The main "accusations" against this water filtration method are that by removing minerals from water it makes it more acidic, producing "demineralization of the body". However, proponents claim that precisely because it is so pure, filtered water will leach toxins out while your body has the ability to remove minerals from normal food sources. One clear disadvantage is that the method is quite useful in residential systems due to low pressure (not the case with industrial systems). As with any other system, one that is seldom used my result in stagnant water in the tank resulting in increased bacterial growth.
Our system features:
an automatic shut-off valve
2.5 gallon reserve tank
Filters: 5 micron spun poly, high holding depth sediment filter, 5 micron coconut shell granular activated carbon filter
10 gpd CTA reverse osmosis membrane, Ultra-fine 0.001 micron pore size
The system specs are:
Feed water: PSI 40 - 125 PSI (20-40PSI at reduced performance)

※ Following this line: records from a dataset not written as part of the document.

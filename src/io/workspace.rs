//! Isolated per-run working directories.
//!
//! Each pipeline run gets a uniquely named directory under `<base>/work/`
//! and threads that path explicitly through every command invocation. The
//! process-wide current directory is never changed, so there is nothing to
//! restore on exit and concurrent runs cannot interfere. Finished workspaces
//! are abandoned, not deleted; they remain inspectable after a run.

use std::fs;
use std::path::{Path, PathBuf};

use anyhow::{Context, Result};
use chrono::Utc;
use tracing::debug;

/// One run's isolated working directory.
#[derive(Debug, Clone)]
pub struct Workspace {
    dir: PathBuf,
}

impl Workspace {
    /// Create `<base>/work/<label>_<timestamp>`.
    ///
    /// The timestamp carries nanoseconds so nearly-simultaneous runs with the
    /// same label cannot collide. Parent creation is recursive and idempotent.
    pub fn create(base: &Path, label: &str) -> Result<Self> {
        let timestamp = Utc::now().format("%Y%m%d_%H%M%S_%9f");
        let dir = base.join("work").join(format!("{label}_{timestamp}"));
        fs::create_dir_all(&dir)
            .with_context(|| format!("create workspace {}", dir.display()))?;
        debug!(dir = %dir.display(), "created workspace");
        Ok(Self { dir })
    }

    pub fn dir(&self) -> &Path {
        &self.dir
    }

    /// Path of the repository directory a clone will produce inside this
    /// workspace.
    pub fn repo_dir(&self, repo_name: &str) -> PathBuf {
        self.dir.join(repo_name)
    }
}

#[cfg(test)]
mod tests {
    use super::*;

    #[test]
    fn creates_directory_under_work() {
        let temp = tempfile::tempdir().expect("tempdir");
        let ws = Workspace::create(temp.path(), "task_3").expect("create");
        assert!(ws.dir().is_dir());
        assert!(ws.dir().starts_with(temp.path().join("work")));
        let name = ws.dir().file_name().expect("name").to_string_lossy();
        assert!(name.starts_with("task_3_"));
    }

    #[test]
    fn rapid_runs_get_distinct_directories() {
        let temp = tempfile::tempdir().expect("tempdir");
        let a = Workspace::create(temp.path(), "task_3").expect("create a");
        let b = Workspace::create(temp.path(), "task_3").expect("create b");
        assert_ne!(a.dir(), b.dir());
    }

    #[test]
    fn repo_dir_joins_repository_name() {
        let temp = tempfile::tempdir().expect("tempdir");
        let ws = Workspace::create(temp.path(), "task_3").expect("create");
        assert_eq!(ws.repo_dir("widgets"), ws.dir().join("widgets"));
    }

    #[test]
    fn create_does_not_change_process_cwd() {
        let before = std::env::current_dir().expect("cwd");
        let temp = tempfile::tempdir().expect("tempdir");
        let _ws = Workspace::create(temp.path(), "task_9").expect("create");
        assert_eq!(std::env::current_dir().expect("cwd"), before);
    }
}
//! Executor abstraction over external commands.
//!
//! The [`CommandExecutor`] trait decouples the pipelines from real process
//! spawning. Tests use scripted executors that record invocations and return
//! predetermined outputs without touching the system.
//!
//! Every invocation carries an explicit working directory; the process-global
//! current directory is never mutated, so concurrent runs cannot corrupt each
//! other's relative paths.

use std::fmt;
use std::io::Read;
use std::path::PathBuf;
use std::process::{Command, Stdio};
use std::thread;
use std::time::Duration;

use anyhow::{Context, Result, anyhow};
use tracing::{debug, error, instrument, warn};
use wait_timeout::ChildExt;

use crate::core::command::ExternalCommand;

/// Parameters for one external-command invocation.
#[derive(Debug, Clone)]
pub struct ExecRequest {
    pub command: ExternalCommand,
    /// Working directory for the child process.
    pub workdir: PathBuf,
    /// Maximum time to wait before killing the child.
    pub timeout: Duration,
    /// Truncate captured stdout/stderr beyond this many bytes.
    pub output_limit_bytes: usize,
}

/// Captured result of an external command.
#[derive(Debug, Clone)]
pub struct ExecOutput {
    pub success: bool,
    pub code: Option<i32>,
    pub stdout: Vec<u8>,
    pub stderr: Vec<u8>,
    pub timed_out: bool,
}

impl ExecOutput {
    /// A successful, silent completion. Useful for scripted executors.
    pub fn ok() -> Self {
        Self {
            success: true,
            code: Some(0),
            stdout: Vec::new(),
            stderr: Vec::new(),
            timed_out: false,
        }
    }

    /// A successful completion with the given stdout.
    pub fn with_stdout(stdout: impl Into<Vec<u8>>) -> Self {
        Self {
            stdout: stdout.into(),
            ..Self::ok()
        }
    }

    /// A failed completion with the given exit code and stderr.
    pub fn failed(code: i32, stderr: impl Into<Vec<u8>>) -> Self {
        Self {
            success: false,
            code: Some(code),
            stdout: Vec::new(),
            stderr: stderr.into(),
            timed_out: false,
        }
    }

    pub fn stdout_text(&self) -> String {
        String::from_utf8_lossy(&self.stdout).to_string()
    }
}

/// Abstraction over external-command execution backends.
pub trait CommandExecutor {
    fn run(&self, request: &ExecRequest) -> Result<ExecOutput>;
}

/// An external command exceeded its configured timeout.
///
/// Kept as a distinct, downcastable error so callers can tell a hang apart
/// from an ordinary failure. No retry happens here; retry policy, if any,
/// belongs to the caller.
#[derive(Debug)]
pub struct CommandTimedOut {
    pub command: String,
    pub timeout: Duration,
}

impl fmt::Display for CommandTimedOut {
    fn fmt(&self, f: &mut fmt::Formatter<'_>) -> fmt::Result {
        write!(
            f,
            "`{}` timed out after {}s",
            self.command,
            self.timeout.as_secs()
        )
    }
}

impl std::error::Error for CommandTimedOut {}

/// Executor that spawns real processes.
pub struct ProcessExecutor;

impl CommandExecutor for ProcessExecutor {
    #[instrument(skip_all, fields(program = %request.command.program, timeout_secs = request.timeout.as_secs()))]
    fn run(&self, request: &ExecRequest) -> Result<ExecOutput> {
        let mut cmd = Command::new(&request.command.program);
        cmd.args(&request.command.args)
            .current_dir(&request.workdir)
            .stdin(Stdio::null())
            .stdout(Stdio::piped())
            .stderr(Stdio::piped());

        debug!(command = %request.command, "spawning child process");
        let mut child = match cmd.spawn() {
            Ok(c) => c,
            Err(e) => {
                error!(err = %e, "failed to spawn command");
                return Err(e).with_context(|| format!("spawn `{}`", request.command));
            }
        };

        let stdout = child
            .stdout
            .take()
            .ok_or_else(|| anyhow!("stdout was not piped"))?;
        let stderr = child
            .stderr
            .take()
            .ok_or_else(|| anyhow!("stderr was not piped"))?;

        let limit = request.output_limit_bytes;
        let stdout_handle = thread::spawn(move || read_stream_limited(stdout, limit));
        let stderr_handle = thread::spawn(move || read_stream_limited(stderr, limit));

        let mut timed_out = false;
        let status = match child
            .wait_timeout(request.timeout)
            .context("wait for command")?
        {
            Some(status) => status,
            None => {
                warn!(
                    timeout_secs = request.timeout.as_secs(),
                    "command timed out, killing"
                );
                timed_out = true;
                child.kill().context("kill command")?;
                child.wait().context("wait command after kill")?
            }
        };

        let (stdout, stdout_truncated) = join_output(stdout_handle).context("join stdout")?;
        let (stderr, stderr_truncated) = join_output(stderr_handle).context("join stderr")?;

        if stdout_truncated > 0 || stderr_truncated > 0 {
            warn!(stdout_truncated, stderr_truncated, "output truncated");
        }

        debug!(exit_code = ?status.code(), timed_out, "command finished");
        Ok(ExecOutput {
            success: status.success(),
            code: status.code(),
            stdout,
            stderr,
            timed_out,
        })
    }
}

/// Check an [`ExecOutput`] for success, producing a stage-attributable error.
///
/// A timeout becomes a downcastable [`CommandTimedOut`]; a nonzero exit
/// becomes an error labelled with `label` plus a stderr excerpt.
pub fn ensure_success(label: &str, request: &ExecRequest, output: &ExecOutput) -> Result<()> {
    if output.timed_out {
        return Err(anyhow::Error::new(CommandTimedOut {
            command: request.command.to_string(),
            timeout: request.timeout,
        })
        .context(format!("{label} timed out")));
    }
    if !output.success {
        let stderr = String::from_utf8_lossy(&output.stderr);
        return Err(anyhow!(
            "{label} failed: `{}` exited with {:?}: {}",
            request.command,
            output.code,
            stderr.trim()
        ));
    }
    Ok(())
}

fn join_output(handle: thread::JoinHandle<Result<(Vec<u8>, usize)>>) -> Result<(Vec<u8>, usize)> {
    match handle.join() {
        Ok(result) => result,
        Err(_) => Err(anyhow!("output reader thread panicked")),
    }
}

fn read_stream_limited<R: Read>(mut reader: R, limit: usize) -> Result<(Vec<u8>, usize)> {
    let mut buf = Vec::new();
    let mut truncated = 0usize;
    let mut chunk = [0u8; 8192];

    loop {
        let n = reader.read(&mut chunk).context("read output")?;
        if n == 0 {
            break;
        }
        let remaining = limit.saturating_sub(buf.len());
        if remaining > 0 {
            let keep = n.min(remaining);
            buf.extend_from_slice(&chunk[..keep]);
            truncated += n.saturating_sub(keep);
        } else {
            truncated += n;
        }
    }

    Ok((buf, truncated))
}

#[cfg(test)]
mod tests {
    use super::*;

    fn request(command: ExternalCommand) -> ExecRequest {
        ExecRequest {
            command,
            workdir: std::env::temp_dir(),
            timeout: Duration::from_secs(5),
            output_limit_bytes: 10_000,
        }
    }

    #[test]
    fn captures_stdout_of_real_process() {
        let req = request(ExternalCommand::new("echo").arg("hello"));
        let out = ProcessExecutor.run(&req).expect("run echo");
        assert!(out.success);
        assert_eq!(out.stdout_text().trim(), "hello");
    }

    #[test]
    fn reports_nonzero_exit() {
        let req = request(ExternalCommand::new("sh").args(["-c", "echo oops >&2; exit 3"]));
        let out = ProcessExecutor.run(&req).expect("run sh");
        assert!(!out.success);
        assert_eq!(out.code, Some(3));
        assert!(String::from_utf8_lossy(&out.stderr).contains("oops"));
    }

    #[test]
    fn ensure_success_labels_failures() {
        let req = request(ExternalCommand::new("git").args(["push"]));
        let out = ExecOutput::failed(128, "fatal: no upstream");
        let err = ensure_success("push branch", &req, &out).unwrap_err();
        let msg = format!("{err:#}");
        assert!(msg.contains("push branch"));
        assert!(msg.contains("no upstream"));
    }

    #[test]
    fn ensure_success_surfaces_timeout_as_typed_error() {
        let req = request(ExternalCommand::new("gemini").args(["-p", "x", "-y"]));
        let out = ExecOutput {
            timed_out: true,
            success: false,
            code: None,
            stdout: Vec::new(),
            stderr: Vec::new(),
        };
        let err = ensure_success("run agent", &req, &out).unwrap_err();
        assert!(err.downcast_ref::<CommandTimedOut>().is_some());
    }

    #[test]
    fn kills_after_timeout() {
        let req = ExecRequest {
            command: ExternalCommand::new("sleep").arg("5"),
            workdir: std::env::temp_dir(),
            timeout: Duration::from_millis(100),
            output_limit_bytes: 1000,
        };
        let out = ProcessExecutor.run(&req).expect("run sleep");
        assert!(out.timed_out);
    }
}
//! Clone transport variants.
//!
//! Each transport owns its clone command shape. All three request a
//! single-branch clone of exactly the configured mainline branch.

use serde::{Deserialize, Serialize};

use crate::core::command::ExternalCommand;

/// How the target repository is cloned.
///
/// The set is closed: unknown values are rejected when the config file is
/// parsed, before any filesystem or network side effect.
#[derive(Debug, Clone, Copy, PartialEq, Eq, Serialize, Deserialize)]
#[serde(rename_all = "kebab-case")]
pub enum CloneTransport {
    Ssh,
    Https,
    /// Delegates authentication and clone to the GitHub CLI.
    GithubCli,
}

impl CloneTransport {
    /// Build the clone invocation for `repository` (`owner/name`) at `branch`.
    pub fn clone_command(self, repository: &str, branch: &str) -> ExternalCommand {
        match self {
            CloneTransport::Ssh => git_clone(format!("git@github.com:{repository}.git"), branch),
            CloneTransport::Https => {
                git_clone(format!("https://github.com/{repository}.git"), branch)
            }
            CloneTransport::GithubCli => ExternalCommand::new("gh")
                .args(["repo", "clone", repository])
                .args(["--branch", branch])
                .arg("--single-branch"),
        }
    }
}

fn git_clone(url: String, branch: &str) -> ExternalCommand {
    ExternalCommand::new("git")
        .arg("clone")
        .args(["-b", branch])
        .arg("--single-branch")
        .arg(url)
}

#[cfg(test)]
mod tests {
    use super::*;

    #[test]
    fn ssh_clone_targets_git_remote() {
        let cmd = CloneTransport::Ssh.clone_command("octo/widgets", "main");
        assert_eq!(
            cmd.to_string(),
            "git clone -b main --single-branch git@github.com:octo/widgets.git"
        );
    }

    #[test]
    fn https_clone_targets_https_remote() {
        let cmd = CloneTransport::Https.clone_command("octo/widgets", "develop");
        assert_eq!(
            cmd.to_string(),
            "git clone -b develop --single-branch https://github.com/octo/widgets.git"
        );
    }

    #[test]
    fn github_cli_clone_delegates_to_gh() {
        let cmd = CloneTransport::GithubCli.clone_command("octo/widgets", "main");
        assert_eq!(
            cmd.to_string(),
            "gh repo clone octo/widgets --branch main --single-branch"
        );
    }

    #[test]
    fn unknown_transport_is_a_parse_error() {
        #[derive(Deserialize)]
        struct Wrap {
            #[allow(dead_code)]
            transport: CloneTransport,
        }
        assert!(toml::from_str::<Wrap>("transport = \"subversion\"").is_err());
    }
}
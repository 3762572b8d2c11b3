//! I/O helpers for the pipelines.

pub mod config;
pub mod exec;
pub mod ledger;
pub mod task_table;
pub mod workspace;
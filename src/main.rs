//! aidd command-line entry points.
//!
//! Thin wrappers over the task and revision pipelines. The heavier
//! interactive front end, issue import, and config authoring live outside
//! this binary; here each subcommand maps directly to one library call.

use std::path::Path;
use std::process::ExitCode;

use anyhow::{Context, Result, anyhow};
use clap::{Parser, Subcommand};

use aidd::core::task::Task;
use aidd::exit_codes;
use aidd::io::config::{RunConfig, find_config, load_config};
use aidd::io::exec::ProcessExecutor;
use aidd::io::ledger::CompletedTaskLedger;
use aidd::io::task_table::{find_task_table, load_tasks};
use aidd::revise::run_revision;
use aidd::run::{BranchExists, run_task};

const LEDGER_FILE: &str = "completed_task.md";

#[derive(Parser)]
#[command(
    name = "aidd",
    version,
    about = "Run queued development tasks against a repository via a coding agent"
)]
struct Cli {
    #[command(subcommand)]
    command: Command,
}

#[derive(Subcommand)]
enum Command {
    /// List tasks loaded from task.md.
    Tasks,
    /// List pushed branches recorded in the completed-task ledger.
    Completed,
    /// Run one task by number: clone, branch, agent, commit, push, PR.
    Run {
        /// Task number from task.md.
        number: u32,
    },
    /// Apply a follow-up instruction to an already-pushed branch.
    Revise {
        /// Branch recorded in the completed-task ledger.
        branch: String,
        /// Revision instruction handed verbatim to the agent.
        instruction: String,
    },
}

fn main() -> ExitCode {
    aidd::logging::init();
    match run() {
        Ok(()) => ExitCode::from(exit_codes::OK as u8),
        Err(err) => {
            eprintln!("{err:#}");
            if err.downcast_ref::<BranchExists>().is_some() {
                ExitCode::from(exit_codes::CONFLICT as u8)
            } else {
                ExitCode::from(exit_codes::INVALID as u8)
            }
        }
    }
}

fn run() -> Result<()> {
    let cli = Cli::parse();
    let base = Path::new(".");
    match cli.command {
        Command::Tasks => cmd_tasks(base),
        Command::Completed => cmd_completed(base),
        Command::Run { number } => cmd_run(base, number),
        Command::Revise {
            branch,
            instruction,
        } => cmd_revise(base, &branch, &instruction),
    }
}

fn cmd_tasks(base: &Path) -> Result<()> {
    let tasks = load_base_tasks(base)?;
    for task in &tasks {
        println!("{}. {}", task.number, task.title);
    }
    Ok(())
}

fn cmd_completed(base: &Path) -> Result<()> {
    let ledger = CompletedTaskLedger::new(base.join(LEDGER_FILE));
    for completed in ledger.load()? {
        println!("{}", completed.branch);
    }
    Ok(())
}

fn cmd_run(base: &Path, number: u32) -> Result<()> {
    let cfg = load_base_config(base)?;
    let tasks = load_base_tasks(base)?;
    let task = tasks
        .into_iter()
        .find(|task| task.number == number)
        .ok_or_else(|| anyhow!("task {number} not found in task.md"))?;

    let ledger = CompletedTaskLedger::new(base.join(LEDGER_FILE));
    let outcome = run_task(&cfg, &task, &ProcessExecutor, base, &ledger)?;
    if outcome.skipped {
        println!("task {number}: skipped (skip_run_task)");
    } else {
        println!(
            "task {number}: branch {} (pushed: {}, pr: {})",
            outcome.branch, outcome.pushed, outcome.pr_created
        );
    }
    Ok(())
}

fn cmd_revise(base: &Path, branch: &str, instruction: &str) -> Result<()> {
    let cfg = load_base_config(base)?;
    let outcome = run_revision(&cfg, branch, instruction, &ProcessExecutor, base)?;
    if outcome.skipped {
        println!("revision of {branch}: skipped (skip_revision)");
    } else {
        println!(
            "revision of {branch}: committed (pushed: {}, commented: {})",
            outcome.pushed, outcome.commented
        );
    }
    Ok(())
}

fn load_base_config(base: &Path) -> Result<RunConfig> {
    let path = find_config(base)?;
    load_config(&path).with_context(|| format!("load config {}", path.display()))
}

fn load_base_tasks(base: &Path) -> Result<Vec<Task>> {
    let path = find_task_table(base)?;
    load_tasks(&path).with_context(|| format!("load tasks {}", path.display()))
}

#[cfg(test)]
mod tests {
    use super::*;

    #[test]
    fn parse_run_with_number() {
        let cli = Cli::parse_from(["aidd", "run", "12"]);
        assert!(matches!(cli.command, Command::Run { number: 12 }));
    }

    #[test]
    fn parse_revise_with_branch_and_instruction() {
        let cli = Cli::parse_from(["aidd", "revise", "aidd/task_12", "tighten the tests"]);
        match cli.command {
            Command::Revise {
                branch,
                instruction,
            } => {
                assert_eq!(branch, "aidd/task_12");
                assert_eq!(instruction, "tighten the tests");
            }
            _ => panic!("expected revise"),
        }
    }

    #[test]
    fn run_requires_a_number() {
        assert!(Cli::try_parse_from(["aidd", "run", "twelve"]).is_err());
    }
}
//! AI-driven development task pipeline.
//!
//! This crate turns a queued task (number, title, instruction body) into a
//! committed, optionally pushed and pull-requested change on a target
//! repository, produced by an external coding agent. The architecture
//! enforces a strict separation:
//!
//! - **[`core`]**: Pure, deterministic logic (naming rules, command builders,
//!   transport/agent variants). No I/O, fully testable in isolation.
//! - **[`io`]**: Side-effecting operations (process execution, workspaces,
//!   task table, ledger, config). Isolated to enable scripted fakes in tests.
//!
//! Orchestration modules ([`run`], [`revise`]) coordinate core logic with I/O
//! to implement the two pipelines consumed by the CLI.

pub mod core;
pub mod exit_codes;
pub mod io;
pub mod logging;
pub mod revise;
pub mod run;
#[cfg(any(test, feature = "test-support"))]
pub mod test_support;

Feed water Temperature: 40˚ - 100˚(F)
Max. Total Dissolved Solids (TDS):
2000 ppm Max. Hardness: 10 gpg
Max. Iron 0.2ppm
pH limits: 4 - 10
To use the station, please first understand that we make no guarantee of its fitness for use. We used it ourselves however we stopped using it because it uses quite a bit of water in order to perform the filtration - that is, it wastes 3 gallons of water for every gallon of water produced. The carbon filters cost $20-$60, can be purchased from Nimbus, Home Depot, Walmart or Costco and last 2-5 years, depending on usage; if you plan on using it and buying them, let us know in advance so that we can ensure that you end up buying the correct filters. The best way to determine if they're doing their job is to measure the TDS (total dissolved solids) and see if it falls within the normal range. We can measure it ourselves or you can take a sample to Nimbus, who will measure it free of charge.